PUBLIC PROCUREMENT NEWS

  

Deep dive

17 July 2019

Don’t lose the thread – new technologies to make textiles circular

Fast fashion is in the way of the transition to a circular economy – in a recent report the British organization WRAP estimated that around £140-million (€ 163 million) worth of clothing is sent to landfill every year in the UK alone. causing CO2 emissions, resource depletion, and pollution, in the production process as well as in the disposal stage.

In a past edition of Sector Watch, we have reported about the Dutch waste management organization Circulus Berkel and their recently opened textile sorting facility that has a strong focus on the sustainable and social reuse and recycling of textiles.
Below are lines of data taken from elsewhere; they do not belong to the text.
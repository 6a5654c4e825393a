// The MIT License (MIT)

// Copyright (c) 2025 braid developers

// Permission is hereby granted, free of charge, to any person obtaining a copy of
// this software and associated documentation files (the "Software"), to deal in
// the Software without restriction, including without limitation the rights to
// use, copy, modify, merge, publish, distribute, sublicense, and/or sell copies of
// the Software, and to permit persons to whom the Software is furnished to do so,
// subject to the following conditions:

// The above copyright notice and this permission notice shall be included in all
// copies or substantial portions of the Software.

// THE SOFTWARE IS PROVIDED "AS IS", WITHOUT WARRANTY OF ANY KIND, EXPRESS OR
// IMPLIED, INCLUDING BUT NOT LIMITED TO THE WARRANTIES OF MERCHANTABILITY, FITNESS
// FOR A PARTICULAR PURPOSE AND NONINFRINGEMENT. IN NO EVENT SHALL THE AUTHORS OR
// COPYRIGHT HOLDERS BE LIABLE FOR ANY CLAIM, DAMAGES OR OTHER LIABILITY, WHETHER
// IN AN ACTION OF CONTRACT, TORT OR OTHERWISE, ARISING FROM, OUT OF OR IN
// CONNECTION WITH THE SOFTWARE OR THE USE OR OTHER DEALINGS IN THE SOFTWARE.

//! Joint-completion combinators over groups of forks.
//!
//! Each combinator owns a stop source wired three layers deep: the caller's
//! source has a callback into the combinator's, and the combinator's has a
//! callback into each child's, replacing the child's original parent-chain
//! callback. That is safe because the caller's chain now runs through the
//! combinator.
//!
//! `when_all` resumes the caller only once every child is terminal, even
//! when an early failure short-circuited the rest. `when_any` decides the
//! winner by CAS, stops the losers, and also waits for them to settle.
//! `when_n` resumes at the n-th outcome in completion order and ignores
//! whatever trickles in afterwards.

use std::future::Future;
use std::pin::Pin;
use std::sync::atomic::{AtomicUsize, Ordering};
use std::sync::{Arc, Mutex};
use std::task::{Context as PollContext, Poll, Waker};

use crate::error::{JoinError, Panicked};
use crate::promise::current;
use crate::result::{ResultSlot, Status};
use crate::stop::{StopRegistration, StopSource};
use crate::task::Fork;

struct Control {
    remaining: AtomicUsize,
    winner: AtomicUsize,
    error: Mutex<Option<JoinError>>,
    stop: StopSource,
    waker: Mutex<Option<Waker>>,
}

impl Control {
    fn new(remaining: usize) -> Control {
        Control {
            remaining: AtomicUsize::new(remaining),
            winner: AtomicUsize::new(usize::MAX),
            error: Mutex::new(None),
            stop: StopSource::new(),
            waker: Mutex::new(None),
        }
    }

    fn wake_caller(&self) {
        if let Some(waker) = self.waker.lock().unwrap().take() {
            waker.wake();
        }
    }
}

/// Claim a non-Completed outcome: first claimant takes the error, anyone
/// later gets a placeholder.
fn claim_failure<T>(slot: &ResultSlot<T>) -> JoinError {
    let err = slot.error();
    if slot.mark_handled() {
        err.unwrap_or_else(|| JoinError::Panicked(Panicked::new("result unavailable")))
    } else {
        JoinError::Panicked(Panicked::new(
            "can't take the result because the outcome was already handled",
        ))
    }
}

fn chain_from_parent(ctl: &Arc<Control>, what: &str) -> StopRegistration {
    let caller = match current() {
        Some(caller) => caller,
        None => panic!("{} is only usable inside a computation", what),
    };
    let stop = ctl.stop.clone();
    caller.register_stop(Box::new(move || {
        stop.request_stop();
    }))
}

fn slot_new<T>() -> Arc<Mutex<Option<T>>> {
    Arc::new(Mutex::new(None))
}

fn take_slot<T>(slot: &Arc<Mutex<Option<T>>>) -> T {
    match slot.lock().unwrap().take() {
        Some(value) => value,
        None => JoinError::Panicked(Panicked::new("combinator result missing")).rethrow(),
    }
}

/// Rewire the child's cancel chain onto the combinator's stop source.
fn chain_child_stop<T: Send + 'static>(ctl: &Arc<Control>, fork: &Fork<T>) {
    let stop_target = fork.node.clone();
    let registration = ctl.stop.register(move || stop_target.request_stop());
    fork.node.set_parent_link(Some(registration));
}

fn attach_all_child<T: Send + 'static>(
    ctl: &Arc<Control>,
    fork: &Fork<T>,
    slot: &Arc<Mutex<Option<T>>>,
) {
    chain_child_stop(ctl, fork);
    let ctl = ctl.clone();
    let slot = slot.clone();
    fork.node.push_callback(Box::new(move |result| {
        if result.status() == Status::Completed {
            if let Some(value) = result.take_value() {
                *slot.lock().unwrap() = Some(value);
            }
        } else {
            let mut first = ctl.error.lock().unwrap();
            if first.is_none() {
                // wall-clock first error wins
                *first = Some(claim_failure(result));
                drop(first);
                ctl.stop.request_stop();
            }
        }
        if ctl.remaining.fetch_sub(1, Ordering::AcqRel) == 1 {
            ctl.wake_caller();
        }
    }));
}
In the interview, Michiel Westerhoff, director of Circulus Berkel, stresses one of the major challenges for the textile sector to become sustainable and circular: Textiles today are not produced for recycling. They contain a mix of synthetic and organic materials, such a polyester and cotton, which improves wearing comfort but makes the material hard to recycle.
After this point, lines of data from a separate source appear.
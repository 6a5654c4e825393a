// The MIT License (MIT)

// Copyright (c) 2025 braid developers

// Permission is hereby granted, free of charge, to any person obtaining a copy of
// this software and associated documentation files (the "Software"), to deal in
// the Software without restriction, including without limitation the rights to
// use, copy, modify, merge, publish, distribute, sublicense, and/or sell copies of
// the Software, and to permit persons to whom the Software is furnished to do so,
// subject to the following conditions:

// The above copyright notice and this permission notice shall be included in all
// copies or substantial portions of the Software.

// THE SOFTWARE IS PROVIDED "AS IS", WITHOUT WARRANTY OF ANY KIND, EXPRESS OR
// IMPLIED, INCLUDING BUT NOT LIMITED TO THE WARRANTIES OF MERCHANTABILITY, FITNESS
// FOR A PARTICULAR PURPOSE AND NONINFRINGEMENT. IN NO EVENT SHALL THE AUTHORS OR
// COPYRIGHT HOLDERS BE LIABLE FOR ANY CLAIM, DAMAGES OR OTHER LIABILITY, WHETHER
// IN AN ACTION OF CONTRACT, TORT OR OTHERWISE, ARISING FROM, OUT OF OR IN
// CONNECTION WITH THE SOFTWARE OR THE USE OR OTHER DEALINGS IN THE SOFTWARE.

//! Result slot: one atomic status byte discriminating a write-once payload.
//!
//! The payload is written before the status is release-stored; readers
//! acquire-load the status before touching the payload. The terminal
//! transition happens once, on the thread driving the computation; the only
//! transitions out of a terminal state are `Failed -> Handled` and
//! `Cancelled -> Handled`, made by observers claiming an outcome.

use std::cell::UnsafeCell;
use std::sync::atomic::{AtomicBool, AtomicU8, Ordering};

use crate::error::{CancelError, JoinError, Panicked};

#[repr(u8)]
#[derive(Debug, Clone, Copy, PartialEq, Eq)]
pub enum Status {
    Running = 0,
    Suspending = 1,
    Completed = 2,
    Failed = 3,
    Cancelled = 4,
    Handled = 5,
    Invalid = 6,
}

impl Status {
    pub fn is_terminal(self) -> bool {
        matches!(
            self,
            Status::Completed | Status::Failed | Status::Cancelled | Status::Handled
        )
    }
}

fn status_from_u8(value: u8) -> Status {
    match value {
        0 => Status::Running,
        1 => Status::Suspending,
        2 => Status::Completed,
        3 => Status::Failed,
        4 => Status::Cancelled,
        5 => Status::Handled,
        _ => Status::Invalid,
    }
}

pub(crate) struct AtomicStatus(AtomicU8);

impl AtomicStatus {
    pub fn new(status: Status) -> AtomicStatus {
        AtomicStatus(AtomicU8::new(status as u8))
    }

    pub fn load(&self, order: Ordering) -> Status {
        status_from_u8(self.0.load(order))
    }

    pub fn store(&self, status: Status, order: Ordering) {
        self.0.store(status as u8, order);
    }

    pub fn compare_exchange(&self, current: Status, new: Status) -> Result<Status, Status> {
        self.0
            .compare_exchange(
                current as u8,
                new as u8,
                Ordering::AcqRel,
                Ordering::Acquire,
            )
            .map(status_from_u8)
            .map_err(status_from_u8)
    }
}

enum Payload<T> {
    Empty,
    Value(T),
    Error(Panicked),
    Cancel(CancelError),
}

pub struct ResultSlot<T> {
    status: AtomicStatus,
    payload: UnsafeCell<Payload<T>>,
    taken: AtomicBool,
}

unsafe impl<T: Send> Sync for ResultSlot<T> {}
unsafe impl<T: Send> Send for ResultSlot<T> {}

impl<T> ResultSlot<T> {
    pub(crate) fn new() -> ResultSlot<T> {
        ResultSlot {
            status: AtomicStatus::new(Status::Running),
            payload: UnsafeCell::new(Payload::Empty),
            taken: AtomicBool::new(false),
        }
    }

    pub fn status(&self) -> Status {
        self.status.load(Ordering::Acquire)
    }

    pub(crate) fn store_status(&self, status: Status) {
        self.status.store(status, Ordering::Release);
    }

    pub(crate) fn status_cas(&self, current: Status, new: Status) -> Result<Status, Status> {
        self.status.compare_exchange(current, new)
    }

    /// Claim a Failed or Cancelled outcome. Returns `false` when someone
    /// else claimed it first (or the computation did not fail).
    pub fn mark_handled(&self) -> bool {
        self.status_cas(Status::Failed, Status::Handled).is_ok()
            || self.status_cas(Status::Cancelled, Status::Handled).is_ok()
    }

    // The emplace_* writes run on the single thread driving the computation,
    // before any observer can see a terminal status.

    pub(crate) fn emplace_value(&self, value: T) {
        unsafe { *self.payload.get() = Payload::Value(value) };
        self.store_status(Status::Completed);
    }

    pub(crate) fn emplace_error(&self, error: Panicked) {
        unsafe { *self.payload.get() = Payload::Error(error) };
        self.store_status(Status::Failed);
    }

    pub(crate) fn emplace_cancel(&self, cancel: CancelError) {
        unsafe { *self.payload.get() = Payload::Cancel(cancel) };
        self.store_status(Status::Cancelled);
    }

    /// Move the value out. The first caller wins; the slot stays
    /// `Completed` so late observers still see the outcome kind.
    pub fn take_value(&self) -> Option<T> {
        if self.status() != Status::Completed {
            return None;
        }
        if self.taken.swap(true, Ordering::AcqRel) {
            return None;
        }
        match std::mem::replace(unsafe { &mut *self.payload.get() }, Payload::Empty) {
            Payload::Value(value) => Some(value),
            _ => None,
        }
    }

    /// Borrow the value, if present and not yet taken.
    pub fn with_value<R>(&self, f: impl FnOnce(&T) -> R) -> Option<R> {
        if self.status() != Status::Completed || self.taken.load(Ordering::Acquire) {
            return None;
        }
        match unsafe { &*self.payload.get() } {
            Payload::Value(value) => Some(f(value)),
            _ => None,
        }
    }

    /// The failure outcome, for Failed, Cancelled and Handled slots.
    pub fn error(&self) -> Option<JoinError> {
        match self.status() {
            Status::Failed | Status::Cancelled | Status::Handled => {
                match unsafe { &*self.payload.get() } {
                    Payload::Error(error) => Some(JoinError::Panicked(error.clone())),
                    Payload::Cancel(cancel) => Some(JoinError::Cancelled(cancel.clone())),
                    _ => None,
                }
            }
            _ => None,
        }
    }
}

#[cfg(test)]
mod test {
    use super::*;

    #[test]
    fn test_value_roundtrip() {
        let slot: ResultSlot<String> = ResultSlot::new();
        assert_eq!(slot.status(), Status::Running);
        slot.emplace_value("done".to_string());
        assert_eq!(slot.status(), Status::Completed);
        assert_eq!(slot.with_value(|v| v.clone()), Some("done".to_string()));
        assert_eq!(slot.take_value(), Some("done".to_string()));
        assert_eq!(slot.take_value(), None);
        assert_eq!(slot.status(), Status::Completed);
    }

    #[test]
    fn test_error_claim() {
        let slot: ResultSlot<()> = ResultSlot::new();
        slot.emplace_error(Panicked::new("boom"));
        assert_eq!(slot.status(), Status::Failed);
        assert!(slot.mark_handled());
        assert!(!slot.mark_handled());
        assert_eq!(slot.status(), Status::Handled);
        // the outcome stays observable after the claim
        assert_eq!(slot.error().unwrap().message(), "boom");
    }

    #[test]
    fn test_cancel_payload() {
        let slot: ResultSlot<u32> = ResultSlot::new();
        slot.emplace_cancel(CancelError::new(true));
        assert_eq!(slot.status(), Status::Cancelled);
        let err = slot.error().unwrap();
        assert!(err.is_cancelled());
        assert_eq!(err.message(), "The task has been cancelled.");
    }
}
The use of polyester in the textile industry has risen from 8.3 million tonnes to 21.3 million, which equals a rise of 175%. These numbers illustrate how crucial it has become for the textile industry to develop better recycling techniques. Most of the mixed material products are still going to landfill or incineration, burdening the environment while becoming unavailable as a new resource.

Innovations in the textile industry are on the way to change this problem and to come up with recycling technologies that allow businesses, including SMEs, to recycle mixed material textiles.

The ‘Tex2Mat’ project is developing a technology that makes use of an enzymatic process, combining mechanic and biochemical separation techniques. The process separates the polyester based components of the textiles from the cellulose, cotton based components. The goal is to make the polyester available for reuse in the textile industry at high quality levels.

Other projects, such as the Relooping Fashion project, have developed techniques to recover the cellulose used in cotton based textiles and reuse it for new textiles while maintaining the quality of the material.

London based startup Worn again technologies has also developed a recycling process that recovers polymers from polyester based textiles. As the company claims, with this technology they are able to separate, decontaminate and extract polyester polymers and cellulose (from cotton) from non-reusable textiles and make them ready to be reused in textile production.

In true circular economy fashion, recycling textiles must come second to designing them to last, reducing overall consumption, and to improving reusability before recyclability. But until all fashion follows these principles, promising recycling techniques can help to recover material that would otherwise get lost in landfills and incinerators.